A new partnership between federal agencies looks to invest more money into the restoration of the Gulf of Mexico ecosystem in response to impacts as a result of the 2010 Deepwater Horizon explosion and oil spill.
The new partnership will be between USDA's Natural Resources Conservation Service and the National Fish and Wildlife Foundation.
"The health of the Gulf ecosystem will be decided by how well we treat the private lands that make up most of this region," Agriculture Secretary Tom Vilsack said. "This new partnership with NFWF leverages significant funding for restoration in these Gulf States. In addition to our many Farm Bill conservation programs, partnering with NFWF and private landowners will enable us to continue to make progress in this region and achieve our goals for a healthy Gulf ecosystem."

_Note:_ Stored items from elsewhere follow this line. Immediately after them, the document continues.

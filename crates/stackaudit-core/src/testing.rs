use std::collections::BTreeMap;
use std::path::Path;

use crate::ports::{AdapterError, Fs, Walk};

/// In-memory repository keyed by `/`-separated relative file path.
/// `None` marks a file that exists but fails to read.
#[derive(Debug, Default, Clone)]
pub(crate) struct MemoryRepo {
    files: BTreeMap<String, Option<String>>,
}

fn key(path: &Path) -> String {
    let text = path.to_string_lossy().replace('\\', "/");
    text.trim_start_matches("./").trim_end_matches('/').to_string()
}

impl MemoryRepo {
    pub(crate) fn with(mut self, path: &str, text: &str) -> Self {
        self.files.insert(path.to_string(), Some(text.to_string()));
        self
    }

    pub(crate) fn with_unreadable(mut self, path: &str) -> Self {
        self.files.insert(path.to_string(), None);
        self
    }
}

impl Fs for MemoryRepo {
    fn read_text(&self, _repo_root: &Path, path: &Path) -> Result<String, AdapterError> {
        let detail = match self.files.get(&key(path)) {
            Some(Some(text)) => return Ok(text.clone()),
            Some(None) => "stream did not contain valid UTF-8",
            None => "not found",
        };
        Err(AdapterError::Io {
            op: "read",
            path: path.to_path_buf(),
            detail: detail.to_string(),
        })
    }

    fn is_dir(&self, _repo_root: &Path, path: &Path) -> bool {
        let prefix = format!("{}/", key(path));
        self.files.keys().any(|file| file.starts_with(&prefix))
    }
}

impl Walk for MemoryRepo {
    fn walk_files(
        &self,
        _repo_root: &Path,
        skip_dir: &dyn Fn(&str) -> bool,
    ) -> Result<Vec<String>, AdapterError> {
        Ok(self
            .files
            .keys()
            .filter(|file| {
                let segments = file.split('/').collect::<Vec<_>>();
                !(1..segments.len()).any(|depth| skip_dir(&segments[..depth].join("/")))
            })
            .cloned()
            .collect())
    }
}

The new partnership will significantly expand conservation efforts with private landowners and operators who might not otherwise be eligible to participate in existing recovery programs. The partnership will begin with a $20 million through NFWF, matched by $20 million through the NRCS. Additional commitments of up to $30 million from each agency are possible over the next four years.

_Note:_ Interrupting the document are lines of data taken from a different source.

// SPDX-License-Identifier: Apache-2.0

use serde::{Deserialize, Serialize};

#[derive(Debug, Clone, Copy, PartialEq, Eq, PartialOrd, Ord, Hash, Serialize, Deserialize)]
#[serde(rename_all = "snake_case")]
pub enum DependencyKind {
    From,
    Copy,
    Mount,
}

#[derive(Debug, Clone, PartialEq, Eq, Serialize, Deserialize)]
#[serde(tag = "kind", rename_all = "snake_case")]
pub enum NodeKind {
    ExternalBase,
    Stage {
        manifest: String,
        index: usize,
        alias: Option<String>,
    },
    Service {
        service: String,
    },
}

#[derive(Debug, Clone, PartialEq, Eq, Serialize, Deserialize)]
pub struct ImageNode {
    pub id: String,
    #[serde(flatten)]
    pub kind: NodeKind,
}

impl ImageNode {
    pub fn service_name(&self) -> Option<&str> {
        match &self.kind {
            NodeKind::Service { service } => Some(service),
            _ => None,
        }
    }
}

/// `to` is built from `from`.
#[derive(Debug, Clone, PartialEq, Eq, PartialOrd, Ord, Hash, Serialize, Deserialize)]
pub struct DependencyEdge {
    pub from: String,
    pub to: String,
    pub via: DependencyKind,
}

#[derive(Debug, Clone, Copy, PartialEq, Eq, Serialize, Deserialize)]
#[serde(rename_all = "snake_case")]
pub enum ImpactResolution {
    Node,
    Path,
    Repository,
    Unresolved,
}

#[derive(Debug, Clone, PartialEq, Eq, Serialize, Deserialize)]
pub struct ImpactedService {
    pub name: String,
    pub image: String,
    pub distance: usize,
}

#[derive(Debug, Clone, PartialEq, Eq, Serialize, Deserialize)]
pub struct ImpactSet {
    pub changed: String,
    pub resolution: ImpactResolution,
    pub node: Option<String>,
    pub services: Vec<ImpactedService>,
}

impl ImpactSet {
    pub fn names(&self) -> Vec<&str> {
        self.services.iter().map(|s| s.name.as_str()).collect()
    }
}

NFWF, NRCS and other partners will focus on working on private lands to implement conservation projects that will enhance the existing recovery efforts in Louisiana, Alabama, Florida, Mississippi and Texas.
Potential projects include wetlands conservation, stream and riparian buffer restoration, and Farm and ranch land protection, including the practices that go along with protection, such as improving soil health, implementing no-till farming and enhancing wildlife habitat.
More information on these projects will be available through NRCS offices in the five Gulf states.
In early 2013, a U.S. District Court approved two plea agreements resolving certain criminal cases against BP and Transocean which arose from the 2010 Deepwater Horizon explosion and oil spill. The agreements direct a total of $2.544 billion to NFWF to fund projects benefiting the natural resources of the Gulf Coast that were impacted by the spill.
This past year, NRCS worked with farmers, ranchers, and forestland managers in the five Gulf states to improve the health of more than 3 million acres.